//! Configuration for the admin engine and its PostgreSQL store
//!
//! Both configurations use the builder pattern and are constructed once,
//! then shared by reference with the registry, query builder and renderer.

use serde::{Deserialize, Serialize};

/// Deployment environment, controls how callback failures are surfaced
#[derive(Debug, Clone, Copy, PartialEq, Eq, Default, Serialize, Deserialize)]
#[serde(rename_all = "lowercase")]
pub enum Environment {
    /// Callback errors are shown inline in the rendered cell or form field
    Development,
    /// Callback errors fall back to the nearest safe default
    #[default]
    Production,
}

impl Environment {
    pub fn is_production(&self) -> bool {
        matches!(self, Environment::Production)
    }
}

/// Engine-wide defaults for field discovery, querying and rendering
#[derive(Debug, Clone)]
pub struct EngineConfig {
    /// Column-name suffixes that mark audit columns, hidden and unsearched by default
    pub audit_suffixes: Vec<String>,
    /// Ordered candidates for a related entity's label field
    pub display_field_preferences: Vec<String>,
    /// Page size used when neither the request nor a stored preference supplies one
    pub default_page_size: u32,
    /// Upper bound applied to any requested page size
    pub max_page_size: u32,
    /// Maximum characters of a displayed value before truncation
    pub truncate_length: usize,
    /// Number of related labels previewed for owned collections
    pub preview_limit: usize,
    /// Deployment environment
    pub environment: Environment,
    /// Glyph shown for null values
    pub empty_placeholder: String,
    /// Glyph shown for `true`
    pub true_glyph: String,
    /// Glyph shown for `false`
    pub false_glyph: String,
    /// Text shown when an owned single relation is absent
    pub none_placeholder: String,
    /// chrono format for date columns
    pub date_format: String,
    /// chrono format for timestamp columns
    pub datetime_format: String,
}

impl Default for EngineConfig {
    fn default() -> Self {
        EngineConfigBuilder::new().build()
    }
}

impl EngineConfig {
    /// Create a new configuration builder
    pub fn builder() -> EngineConfigBuilder {
        EngineConfigBuilder::new()
    }

    /// Whether a column name ends in one of the configured audit suffixes
    pub fn is_audit_column(&self, name: &str) -> bool {
        self.audit_suffixes
            .iter()
            .any(|suffix| !suffix.is_empty() && name.ends_with(suffix.as_str()))
    }
}

/// Builder for EngineConfig
#[derive(Debug)]
pub struct EngineConfigBuilder {
    config: EngineConfig,
}

impl EngineConfigBuilder {
    pub fn new() -> Self {
        Self {
            config: EngineConfig {
                audit_suffixes: vec!["_at".to_string()],
                display_field_preferences: [
                    "name",
                    "title",
                    "display_name",
                    "full_name",
                    "label",
                    "description",
                ]
                .iter()
                .map(|s| s.to_string())
                .collect(),
                default_page_size: 25,
                max_page_size: 500,
                truncate_length: 50,
                preview_limit: 3,
                environment: Environment::Production,
                empty_placeholder: "-".to_string(),
                true_glyph: "✓".to_string(),
                false_glyph: "✗".to_string(),
                none_placeholder: "None".to_string(),
                date_format: "%b %d, %Y".to_string(),
                datetime_format: "%b %d, %Y %H:%M".to_string(),
            },
        }
    }

    /// Replace the audit suffix list (default: `["_at"]`)
    pub fn audit_suffixes<I, S>(mut self, suffixes: I) -> Self
    where
        I: IntoIterator<Item = S>,
        S: Into<String>,
    {
        self.config.audit_suffixes = suffixes.into_iter().map(Into::into).collect();
        self
    }

    /// Replace the display-field preference list
    pub fn display_field_preferences<I, S>(mut self, fields: I) -> Self
    where
        I: IntoIterator<Item = S>,
        S: Into<String>,
    {
        self.config.display_field_preferences = fields.into_iter().map(Into::into).collect();
        self
    }

    /// Set the default page size (default: 25)
    pub fn default_page_size(mut self, size: u32) -> Self {
        self.config.default_page_size = size.max(1);
        self
    }

    /// Set the maximum page size (default: 500)
    pub fn max_page_size(mut self, size: u32) -> Self {
        self.config.max_page_size = size.max(1);
        self
    }

    /// Set the display truncation length in characters (default: 50)
    pub fn truncate_length(mut self, length: usize) -> Self {
        self.config.truncate_length = length;
        self
    }

    /// Set how many related labels owned collections preview (default: 3)
    pub fn preview_limit(mut self, limit: usize) -> Self {
        self.config.preview_limit = limit;
        self
    }

    /// Set the deployment environment (default: production)
    pub fn environment(mut self, environment: Environment) -> Self {
        self.config.environment = environment;
        self
    }

    /// Set the glyph used for null values (default: "-")
    pub fn empty_placeholder(mut self, glyph: impl Into<String>) -> Self {
        self.config.empty_placeholder = glyph.into();
        self
    }

    /// Set the glyphs used for booleans
    pub fn boolean_glyphs(mut self, true_glyph: impl Into<String>, false_glyph: impl Into<String>) -> Self {
        self.config.true_glyph = true_glyph.into();
        self.config.false_glyph = false_glyph.into();
        self
    }

    /// Set the text shown for an absent owned single relation (default: "None")
    pub fn none_placeholder(mut self, text: impl Into<String>) -> Self {
        self.config.none_placeholder = text.into();
        self
    }

    /// Set the chrono format used for date columns
    pub fn date_format(mut self, format: impl Into<String>) -> Self {
        self.config.date_format = format.into();
        self
    }

    /// Set the chrono format used for timestamp columns
    pub fn datetime_format(mut self, format: impl Into<String>) -> Self {
        self.config.datetime_format = format.into();
        self
    }

    pub fn build(self) -> EngineConfig {
        let mut config = self.config;
        if config.max_page_size < config.default_page_size {
            config.max_page_size = config.default_page_size;
        }
        config
    }
}

impl Default for EngineConfigBuilder {
    fn default() -> Self {
        Self::new()
    }
}

/// Configuration for the PostgreSQL-backed store
#[derive(Debug, Clone)]
pub struct StoreConfig {
    /// PostgreSQL database URL
    pub database_url: String,
    /// Database schema that holds the entity tables (default: "public")
    pub schema: String,
    /// Maximum rows loaded as dropdown choices per relationship (default: 1000)
    pub max_choices: i64,
}

impl StoreConfig {
    /// Create a new configuration builder
    pub fn builder(database_url: impl Into<String>) -> StoreConfigBuilder {
        StoreConfigBuilder::new(database_url)
    }
}

/// Builder for StoreConfig
#[derive(Debug)]
pub struct StoreConfigBuilder {
    database_url: String,
    schema: String,
    max_choices: i64,
}

impl StoreConfigBuilder {
    /// Create a new builder with the database URL
    pub fn new(database_url: impl Into<String>) -> Self {
        Self {
            database_url: database_url.into(),
            schema: "public".to_string(),
            max_choices: 1000,
        }
    }

    /// Set the database schema (default: "public")
    pub fn schema(mut self, name: impl Into<String>) -> Self {
        self.schema = name.into();
        self
    }

    /// Set the dropdown choice cap (default: 1000)
    pub fn max_choices(mut self, limit: i64) -> Self {
        self.max_choices = limit.max(1);
        self
    }

    /// Build the configuration
    pub fn build(self) -> StoreConfig {
        StoreConfig {
            database_url: self.database_url,
            schema: self.schema,
            max_choices: self.max_choices,
        }
    }
}

#[cfg(test)]
mod tests {
    use super::*;

    // =========================================================================
    // EngineConfig Tests
    // =========================================================================

    #[test]
    fn test_engine_defaults() {
        let config = EngineConfig::default();

        assert_eq!(config.audit_suffixes, vec!["_at"]);
        assert_eq!(config.display_field_preferences[0], "name");
        assert_eq!(config.display_field_preferences.len(), 6);
        assert_eq!(config.default_page_size, 25);
        assert_eq!(config.max_page_size, 500);
        assert_eq!(config.truncate_length, 50);
        assert_eq!(config.preview_limit, 3);
        assert!(config.environment.is_production());
    }

    #[test]
    fn test_audit_column_detection() {
        let config = EngineConfig::default();

        assert!(config.is_audit_column("created_at"));
        assert!(config.is_audit_column("updated_at"));
        assert!(!config.is_audit_column("title"));
        assert!(!config.is_audit_column("attachment"));
    }

    #[test]
    fn test_custom_audit_suffixes() {
        let config = EngineConfig::builder()
            .audit_suffixes(["_at", "_on"])
            .build();

        assert!(config.is_audit_column("published_on"));
        assert!(config.is_audit_column("created_at"));
    }

    #[test]
    fn test_empty_suffix_matches_nothing() {
        let config = EngineConfig::builder().audit_suffixes([""]).build();
        assert!(!config.is_audit_column("title"));
    }

    #[test]
    fn test_max_page_size_never_below_default() {
        let config = EngineConfig::builder()
            .default_page_size(100)
            .max_page_size(10)
            .build();

        assert_eq!(config.default_page_size, 100);
        assert_eq!(config.max_page_size, 100);
    }

    #[test]
    fn test_zero_page_size_clamped() {
        let config = EngineConfig::builder().default_page_size(0).build();
        assert_eq!(config.default_page_size, 1);
    }

    #[test]
    fn test_development_environment() {
        let config = EngineConfig::builder()
            .environment(Environment::Development)
            .build();
        assert!(!config.environment.is_production());
    }

    #[test]
    fn test_glyph_overrides() {
        let config = EngineConfig::builder()
            .empty_placeholder("n/a")
            .boolean_glyphs("yes", "no")
            .none_placeholder("(none)")
            .build();

        assert_eq!(config.empty_placeholder, "n/a");
        assert_eq!(config.true_glyph, "yes");
        assert_eq!(config.false_glyph, "no");
        assert_eq!(config.none_placeholder, "(none)");
    }

    // =========================================================================
    // StoreConfig Tests
    // =========================================================================

    #[test]
    fn test_store_defaults() {
        let config = StoreConfig::builder("postgres://localhost/test").build();

        assert_eq!(config.database_url, "postgres://localhost/test");
        assert_eq!(config.schema, "public");
        assert_eq!(config.max_choices, 1000);
    }

    #[test]
    fn test_store_custom() {
        let config = StoreConfig::builder(String::from("postgres://localhost/db"))
            .schema("admin")
            .max_choices(0)
            .build();

        assert_eq!(config.schema, "admin");
        assert_eq!(config.max_choices, 1);
    }

    #[test]
    fn test_environment_serialization() {
        let json = serde_json::to_string(&Environment::Development).unwrap();
        assert_eq!(json, "\"development\"");
    }
}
-*-*-
* _DIRECTIONS_
Your answer should be one number: how many lines of the records hold "usize".

* _THE COMPLETED TASK_
4